Taste Receptor Variation

A test of the ability to taste the chemical PTC has been a staple of introductory genetics labs for decades. Some people can taste PTC; others are unable to taste it. Although PTC is not found naturally, the ability to taste it is correlated with the ability to taste many naturally occurring bitter compounds (often toxins). In addition, among tasters, there are differences in sensitivity to PTC. Recent studies have shown that most of the variability in PTC perception is correlated with specific combinations of sequence changes in a single gene, hTAS2R38, which encodes a bitter taste receptor.

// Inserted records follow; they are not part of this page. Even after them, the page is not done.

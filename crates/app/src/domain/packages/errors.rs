//! Packages service errors.

use sqlx::{
    Error,
    error::{DatabaseError, ErrorKind},
};
use thiserror::Error;

use crate::database::is_value_too_large;

#[derive(Debug, Error)]
pub enum PackagesServiceError {
    #[error("package already exists")]
    AlreadyExists,

    #[error("package not found")]
    NotFound,

    #[error("invalid package data")]
    InvalidInput,

    #[error("storage error")]
    Sql(#[source] Error),
}

impl From<Error> for PackagesServiceError {
    fn from(error: Error) -> Self {
        if matches!(error, Error::RowNotFound) {
            return Self::NotFound;
        }

        if is_value_too_large(&error) {
            return Self::InvalidInput;
        }

        match error.as_database_error().map(DatabaseError::kind) {
            Some(ErrorKind::UniqueViolation) => Self::AlreadyExists,
            Some(ErrorKind::NotNullViolation | ErrorKind::CheckViolation) => Self::InvalidInput,
            _ => Self::Sql(error),
        }
    }
}

#[cfg(test)]
mod tests {
    use super::*;
    use crate::test::helpers::database_error;

    #[test]
    fn oversized_values_map_to_invalid_input() {
        for code in ["22001", "22003"] {
            let error = PackagesServiceError::from(database_error(code));

            assert!(
                matches!(error, PackagesServiceError::InvalidInput),
                "SQLSTATE {code} should be a caller error, got {error:?}"
            );
        }
    }

    #[test]
    fn row_not_found_maps_to_not_found() {
        let error = PackagesServiceError::from(Error::RowNotFound);

        assert!(matches!(error, PackagesServiceError::NotFound));
    }

    #[test]
    fn pool_errors_map_to_sql() {
        let error = PackagesServiceError::from(Error::PoolTimedOut);

        assert!(matches!(error, PackagesServiceError::Sql(_)));
    }
}
use clap::Args;
use domestic_connect_app::domain::packages::PackagesService;

use crate::cli::DatabaseArgs;

#[derive(Debug, Args)]
pub(crate) struct ListPackagesArgs {
    #[command(flatten)]
    database: DatabaseArgs,
}

pub(crate) async fn run(args: ListPackagesArgs) -> Result<(), String> {
    let service = args.database.packages().await?;

    let packages = service
        .list_packages()
        .await
        .map_err(|error| format!("failed to list packages: {error}"))?;

    if packages.is_empty() {
        println!("no packages found");
        return Ok(());
    }

    for package in &packages {
        super::print_package(package);
        println!();
    }

    Ok(())
}
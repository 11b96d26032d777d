//! App Router

use salvo::Router;

use crate::{auth, contact_access, healthcheck, observability, packages, purchases};

/// Every application route, before API docs are attached.
pub fn app_router() -> Router {
    Router::new()
        .push(Router::with_path("healthcheck").get(healthcheck::handler))
        .push(Router::with_path("metrics").get(observability::metrics_handler))
        .push(
            Router::with_path("packages")
                .get(packages::index::handler)
                .push(Router::with_path("{package}").get(packages::get::handler)),
        )
        .push(
            Router::new()
                .hoop(auth::middleware::handler)
                .push(
                    Router::with_path("purchases")
                        .get(purchases::index::handler)
                        .post(purchases::create::handler),
                )
                .push(
                    Router::with_path("contact-access")
                        .get(contact_access::index::handler)
                        .post(contact_access::create::handler)
                        .push(Router::with_path("{target}").get(contact_access::get::handler)),
                ),
        )
}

We will extend the classic taste test by having students sequence their own hTAS2R38 locus and compare the students' specific combination of variations (called a haplotype) with their ability to taste PTC. In addition to studying the genetics of the locus (is the student homozygous or heterozygous for a variant? what are the frequencies of taster versus non-taster haplotypes?), we will consider how changes in the structure of the receptor may give rise to differences in the ability to taste PTC.
 

PCR and DNA Sequencing

RIBS students will begin the project by determining their sensitivity to PTC or other bitter compounds. They will then extract DNA from their own cheek cells and use the polymerase chain reaction (PCR) to amplify a segment of their PTC (hTAS2R38) taste receptor. We will submit the DNA for sequencing at the UCCRC cancer center sequencing facility on campus. Upon receipt of the sequence, we will use analysis software to identify the sequence changes and we will compare PTC receptor haplotypes to the taste test results.  Does genotype predict phenotype?